As a US citizen and an American, it is an act of patriotism (or matriotism), to bring to light the hypocrisy contained in our history, especially with an objective to honor the Founding Fathers by carrying forward their original intent to create a free and democratic Nation to serve as an example to the world. The Euro-American fight against feudalism is over. Consciousness has evolved. If we as Americans have any right to claim the United States as a free country, then the time has come to take responsibility for the way we use this right of freedom to address the root causes of an even greater oppression—the tyranny of violence in all its manifestations. It is a disease that has consumed the world and presents the greatest threat to our survival as a species.

From Iroquois history I gained deeper insight into the inextricable connection between freedom and peace. The Statue of Freedom who graces the Capitol Dome in Washington DC stands as a constant reminder to Americans that freedom is peace. I recognize this statue as America, Freedom Triumphant (as she was called by the sculptor), as the Iroquois Mother of Nations. In one of her incarnations, she was the “Peace Queen”, Jigonsaheh. As history tells it, the “Great Peacemaker”, Degenawidah, came across Lake Ontario from the north in a stone canoe with a mission in his heart to bring peace to the warring peoples who were living under the oppression of the patriarchy of the Mound Builders. He sought out the famed Peace Queen, Jigonsaheh, who was actively making a stand for peace. Together they created The Great Law of Peace. With the help of Ayonwantha, (Hiawatha to the European mind), they brought an end to the wars, formed the Iroquois Confederacy, the oldest living democracy on Earth, and planted the Tree of Peace.

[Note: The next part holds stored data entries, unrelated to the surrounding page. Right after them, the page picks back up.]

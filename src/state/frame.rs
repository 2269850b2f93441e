// Frame-throttled position updates for draggable regions.

use std::cell::{Cell, RefCell};
use std::fmt;
use std::rc::Rc;

use wasm_bindgen::JsCast;
use wasm_bindgen::closure::Closure;

use super::touch::{AccumulationPolicy, GestureTracker};
use crate::error::{Error, Result};
use crate::model::{Point, StyleMap, StyleValue};

/// Defers work to the next display refresh.
pub trait FrameScheduler {
    type Handle: Copy + fmt::Debug;

    fn request(&mut self, callback: Box<dyn FnOnce()>) -> Result<Self::Handle>;
    fn cancel(&mut self, handle: Self::Handle);
}

/// `requestAnimationFrame` on the global window.
pub struct RafScheduler {
    window: Option<web_sys::Window>,
    // Kept alive until the frame fires or is cancelled.
    pending: Option<Closure<dyn FnMut()>>,
}

impl RafScheduler {
    pub fn new() -> Self {
        Self {
            window: web_sys::window(),
            pending: None,
        }
    }
}

impl Default for RafScheduler {
    fn default() -> Self {
        Self::new()
    }
}

impl FrameScheduler for RafScheduler {
    type Handle = i32;

    fn request(&mut self, callback: Box<dyn FnOnce()>) -> Result<i32> {
        let window = self.window.as_ref().ok_or_else(|| Error::FrameRequest {
            reason: "no global `window` exists".to_string(),
        })?;
        let closure: Closure<dyn FnMut()> = Closure::once(move || callback());
        let handle = window
            .request_animation_frame(closure.as_ref().unchecked_ref::<js_sys::Function>())
            .map_err(|err| Error::FrameRequest {
                reason: format!("{err:?}"),
            })?;
        self.pending = Some(closure);
        Ok(handle)
    }

    fn cancel(&mut self, handle: i32) {
        if let Some(window) = &self.window {
            if let Err(err) = window.cancel_animation_frame(handle) {
                log::warn!("could not cancel frame {handle}: {err:?}");
            }
        }
        self.pending = None;
    }
}

/// Scheduler driven by hand; frames run only when [`ManualScheduler::tick`]
/// is called. Clones share the same queue.
#[derive(Clone, Default)]
pub struct ManualScheduler {
    queue: Rc<RefCell<Vec<(u32, Box<dyn FnOnce()>)>>>,
    next_id: Rc<Cell<u32>>,
    requests: Rc<Cell<usize>>,
}

impl ManualScheduler {
    /// Runs every frame queued so far.
    pub fn tick(&self) -> usize {
        let due = std::mem::take(&mut *self.queue.borrow_mut());
        let ran = due.len();
        for (_, callback) in due {
            callback();
        }
        ran
    }

    pub fn queued(&self) -> usize {
        self.queue.borrow().len()
    }

    /// Total frames ever requested.
    pub fn requests(&self) -> usize {
        self.requests.get()
    }
}

impl FrameScheduler for ManualScheduler {
    type Handle = u32;

    fn request(&mut self, callback: Box<dyn FnOnce()>) -> Result<u32> {
        let id = self.next_id.get();
        self.next_id.set(id.wrapping_add(1));
        self.requests.set(self.requests.get() + 1);
        self.queue.borrow_mut().push((id, callback));
        Ok(id)
    }

    fn cancel(&mut self, handle: u32) {
        self.queue.borrow_mut().retain(|(id, _)| *id != handle);
    }
}

/// Coalesces move samples so at most one recompute runs per frame.
pub struct DragAnimator<S: FrameScheduler> {
    scheduler: S,
    pending: Option<S::Handle>,
    latest: Option<Point>,
}

impl<S: FrameScheduler> DragAnimator<S> {
    pub fn new(scheduler: S) -> Self {
        Self {
            scheduler,
            pending: None,
            latest: None,
        }
    }

    pub fn is_pending(&self) -> bool {
        self.pending.is_some()
    }

    /// Records `point` as the target of the next frame and schedules `flush`
    /// unless a frame is already pending. Returns whether a frame was requested.
    pub fn push(&mut self, point: Point, flush: impl FnOnce() + 'static) -> bool {
        self.latest = Some(point);
        if self.pending.is_some() {
            return false;
        }
        match self.scheduler.request(Box::new(flush)) {
            Ok(handle) => {
                self.pending = Some(handle);
                true
            }
            Err(err) => {
                log::warn!("{err}; retrying on next move");
                false
            }
        }
    }

    /// Called from the frame: clears the pending flag and yields the target.
    pub fn take(&mut self) -> Option<Point> {
        self.pending = None;
        self.latest.take()
    }

    pub fn cancel(&mut self) {
        if let Some(handle) = self.pending.take() {
            log::trace!("cancelling frame {handle:?}");
            self.scheduler.cancel(handle);
        }
        self.latest = None;
    }
}

/// Gesture tracking for one draggable region: a tracker whose moves are
/// applied once per frame.
pub struct DragSession<S: FrameScheduler> {
    tracker: GestureTracker,
    animator: DragAnimator<S>,
}

impl<S: FrameScheduler> DragSession<S> {
    pub fn new(style: &StyleValue, policy: AccumulationPolicy, scheduler: S) -> Result<Self> {
        Ok(Self {
            tracker: GestureTracker::new(style, policy)?,
            animator: DragAnimator::new(scheduler),
        })
    }

    pub fn tracker(&self) -> &GestureTracker {
        &self.tracker
    }

    pub fn is_frame_pending(&self) -> bool {
        self.animator.is_pending()
    }

    pub fn start(&mut self, point: Point) {
        self.animator.cancel();
        self.tracker.touch_start(point);
    }

    /// Queues a move; `flush` runs on the next frame and should call
    /// [`DragSession::flush`].
    pub fn queue_move(&mut self, point: Point, flush: impl FnOnce() + 'static) -> Result<bool> {
        if !self.tracker.touch().is_tracking() {
            return Err(Error::GestureState { event: "touchmove" });
        }
        Ok(self.animator.push(point, flush))
    }

    /// Applies the latest queued move. `Ok(None)` when nothing is queued,
    /// which is the case for a frame that fires after the gesture ended.
    pub fn flush(&mut self) -> Result<Option<StyleMap>> {
        let Some(point) = self.animator.take() else {
            return Ok(None);
        };
        let position = self.tracker.touch_move(point)?;
        Ok(Some(position.clone()))
    }

    /// Ends the gesture and drops any pending frame.
    pub fn end(&mut self) -> bool {
        self.animator.cancel();
        self.tracker.touch_end()
    }

    /// `ancestor` overlaid with this region's position and deltas.
    pub fn pass_through(&self, ancestor: &StyleMap) -> StyleMap {
        let mut out = ancestor.clone();
        out.extend(self.tracker.pass_through());
        out
    }
}
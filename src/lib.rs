//! Touch-gesture components for Yew.
//!
//! [`components::Touchable`] and [`components::Draggable`] wrap a single child
//! and re-render it with a position that follows the user's finger. The
//! gesture math lives in [`model`], [`position`] and [`state`] and does not
//! touch the DOM.

pub mod components;
pub mod css;
pub mod error;
pub mod listeners;
pub mod model;
pub mod position;
pub mod state;
pub mod util;

pub use components::{Draggable, PassThrough, RenderTarget, Touchable};
pub use error::{Error, Result};
pub use model::{Delta, Point, PositionState, StyleMap, StyleValue, compute_deltas};
pub use position::compute_position_style;
pub use state::{AccumulationPolicy, DragSession, FrameScheduler, GestureTracker, TouchState};
pub use util::normalize;
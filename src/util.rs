// Shared helpers: defaults normalization and logger setup.

use crate::model::{StyleMap, StyleValue};

pub const MAIN_KEY: &str = "main";

/// Turns a scalar-or-structure value into a keyed map layered over `defaults`.
///
/// Scalars and lists land under `main_key`; maps are merged with their own
/// keys taking precedence.
pub fn normalize(value: StyleValue, main_key: &str, defaults: StyleMap) -> StyleMap {
    let mut out = defaults;
    match value {
        StyleValue::Map(map) => out.extend(map),
        other => {
            out.insert(main_key.to_string(), other);
        }
    }
    out
}

/// Routes `log` records to the browser console.
pub fn init_logging(level: log::Level) {
    wasm_logger::init(wasm_logger::Config::new(level));
}

#[cfg(test)]
mod tests {
    use super::*;

    fn map(entries: &[(&str, StyleValue)]) -> StyleMap {
        entries
            .iter()
            .map(|(k, v)| (k.to_string(), v.clone()))
            .collect()
    }

    #[test]
    fn scalar_goes_under_main_key() {
        assert_eq!(
            normalize(5.0.into(), MAIN_KEY, StyleMap::new()),
            map(&[("main", 5.0.into())])
        );
    }

    #[test]
    fn map_is_kept_as_is() {
        let value = StyleValue::from([("main", 5.0), ("extra", 1.0)]);
        assert_eq!(
            normalize(value, MAIN_KEY, StyleMap::new()),
            map(&[("main", 5.0.into()), ("extra", 1.0.into())])
        );
    }

    #[test]
    fn list_is_treated_as_scalar() {
        let list = StyleValue::List(vec![1.0.into(), 2.0.into()]);
        assert_eq!(
            normalize(list.clone(), MAIN_KEY, StyleMap::new()),
            map(&[("main", list)])
        );
    }

    #[test]
    fn value_keys_override_defaults() {
        let defaults = map(&[("main", 0.0.into()), ("unit", "px".into())]);
        assert_eq!(
            normalize(StyleValue::from([("unit", "em")]), MAIN_KEY, defaults.clone()),
            map(&[("main", 0.0.into()), ("unit", "em".into())])
        );
        assert_eq!(
            normalize(3.0.into(), "width", defaults),
            map(&[("main", 0.0.into()), ("unit", "px".into()), ("width", 3.0.into())])
        );
    }
}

It seems like a miracle that The Peace Queen, The Mother of Nations, could make her way to the top of the Capitol Dome in Washington, DC. But there she stands, a constant reminder of the Nation's core value, freedom, and of the First Nation peoples. As Morrnah Nalamakau Simeona, a kahuna from Hawaii recognized, she is "the conscience of the Nation". The next point of my exploration of my American soul was to pay a visit to this Statue of Freedom in DC with my friend Katya Miller who has researched the Goddess of Freedom for many years.

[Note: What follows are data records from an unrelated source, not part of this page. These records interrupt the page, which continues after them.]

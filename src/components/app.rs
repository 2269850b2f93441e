use super::{Draggable, RenderTarget, Touchable};
use crate::css::style_attribute;
use crate::model::{StyleMap, StyleValue};
use yew::prelude::*;

// Style descriptors are plain JSON so they can be tweaked without touching the
// component tree.
const CARD_STYLE: &str = r#"{"x": 24, "y": 24}"#;
const PANEL_STYLE: &str = r#"{"left": 24, "top": {"main": 180, "unit": "px"}}"#;
const HANDLE_STYLE: &str = r#"{"x": 12, "y": 12}"#;

fn style(raw: &str) -> StyleValue {
    StyleValue::from_json(raw).unwrap_or_else(|err| {
        log::error!("demo style {raw}: {err}");
        StyleValue::Map(StyleMap::new())
    })
}

fn coord(position: &StyleMap, key: &str) -> String {
    match position.get(key) {
        Some(StyleValue::Number(n)) => format!("{n:.0}"),
        Some(StyleValue::Map(d)) => d
            .get("main")
            .and_then(StyleValue::as_number)
            .map(|n| format!("{n:.0}"))
            .unwrap_or_default(),
        _ => String::new(),
    }
}

#[function_component(App)]
pub fn app() -> Html {
    let last_drag = use_state(|| None::<StyleMap>);

    let on_drag = {
        let last_drag = last_drag.clone();
        Callback::from(move |position: StyleMap| last_drag.set(Some(position)))
    };
    let on_touch_start = Callback::from(|_e: web_sys::TouchEvent| log::debug!("panel grabbed"));

    let card = RenderTarget::render(|position| {
        let css = format!(
            "position:absolute; {} width:120px; padding:8px; background:#1f6feb; border-radius:8px;",
            style_attribute(&position)
        );
        html! {
            <div style={css}>
                { format!("touch me ({}, {})", coord(&position, "x"), coord(&position, "y")) }
            </div>
        }
    });

    let handle = RenderTarget::render(|mut position| {
        // the panel's own offsets arrive through the pass-through as well
        position.retain(|key, _| key == "x" || key == "y");
        let css = format!(
            "position:absolute; {} width:48px; height:48px; background:#d29922; border-radius:24px;",
            style_attribute(&position)
        );
        html! { <div style={css}></div> }
    });

    let panel = {
        let handle = handle.clone();
        RenderTarget::render(move |position| {
            let css = format!(
                "position:absolute; {} width:200px; height:140px; background:#238636; border-radius:8px;",
                style_attribute(&position)
            );
            html! {
                <div style={css}>
                    <Draggable target={handle.clone()} style={style(HANDLE_STYLE)} />
                </div>
            }
        })
    };

    let status = match &*last_drag {
        Some(position) => format!(
            "panel at ({}, {})",
            coord(position, "left"),
            coord(position, "top")
        ),
        None => "drag the green panel".to_string(),
    };

    html! {
        <div id="root" style="position:relative; width:100vw; height:100vh; overflow:hidden; touch-action:none;">
            <div style="position:absolute; top:8px; right:12px; font-family:sans-serif;">{ status }</div>
            <Touchable target={card} style={style(CARD_STYLE)} />
            <Draggable target={panel} style={style(PANEL_STYLE)} {on_drag} {on_touch_start} />
        </div>
    }
}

This is the plaster model of the Statue of Freedom that is now featured in the newly constructed Visitor Center at the Capitol.

1 comment:

  1. I love your story. Thank you for posting it. My dear (adoptive) grandmother lived in Toledo - my grandfather a revered Ob/Gyn prior to his passing in 1970. But nothing has been more dear to me than the finding of my biological mother and my biological ancestry - as I am doing the family tree. My closest ancestors' grave sites are all nearby and I have visited them, my maternal grandmother & great-grandmother. I was given pictures of them by an elder half-sister. How complete I feel now, how much more real my Scottish & Irish & French/Quebecois ancestry has become.

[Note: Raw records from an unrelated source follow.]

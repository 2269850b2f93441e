pub mod app;
pub mod draggable;
pub mod touchable;

pub use draggable::{Draggable, DraggableProps, PassThrough};
pub use touchable::{Touchable, TouchableProps};

use crate::model::StyleMap;
use yew::prelude::*;

/// What a gesture component renders: a fixed element, or a function of the
/// tracked position.
#[derive(Clone, PartialEq)]
pub enum RenderTarget {
    Element(Html),
    Render(Callback<StyleMap, Html>),
}

impl RenderTarget {
    pub fn render(f: impl Fn(StyleMap) -> Html + 'static) -> Self {
        RenderTarget::Render(Callback::from(f))
    }

    pub fn resolve(&self, position: &StyleMap) -> Html {
        match self {
            RenderTarget::Element(html) => html.clone(),
            RenderTarget::Render(render) => render.emit(position.clone()),
        }
    }
}

impl From<Html> for RenderTarget {
    fn from(html: Html) -> Self {
        RenderTarget::Element(html)
    }
}

impl From<Callback<StyleMap, Html>> for RenderTarget {
    fn from(render: Callback<StyleMap, Html>) -> Self {
        RenderTarget::Render(render)
    }
}

#[cfg(test)]
mod tests {
    use super::*;
    use crate::model::StyleValue;

    #[test]
    fn element_ignores_position() {
        let target = RenderTarget::from(html! { <span>{"fixed"}</span> });
        let position = StyleMap::from([("x".to_string(), StyleValue::Number(1.0))]);
        assert_eq!(target.resolve(&position), html! { <span>{"fixed"}</span> });
    }

    #[test]
    fn render_function_sees_position() {
        let target = RenderTarget::render(|position| {
            let x = position.get("x").and_then(StyleValue::as_number).unwrap_or_default();
            html! { <span>{ x.to_string() }</span> }
        });
        let position = StyleMap::from([("x".to_string(), StyleValue::Number(4.0))]);
        assert_eq!(target.resolve(&position), html! { <span>{ "4" }</span> });
    }
}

    I am fascinated by the story of Jigonsaseh. DH & I enjoy driving to Lake Ontario for the day in nice weather and we often would drive over Sandy Creek, or around the area. The land was beautiful to me there, but I also felt a serenity and a sacredness to it. I've been searching for a local sacred divine feminine connection this afternoon as I've been playing on the web - and I have found her in Jigonsaseh.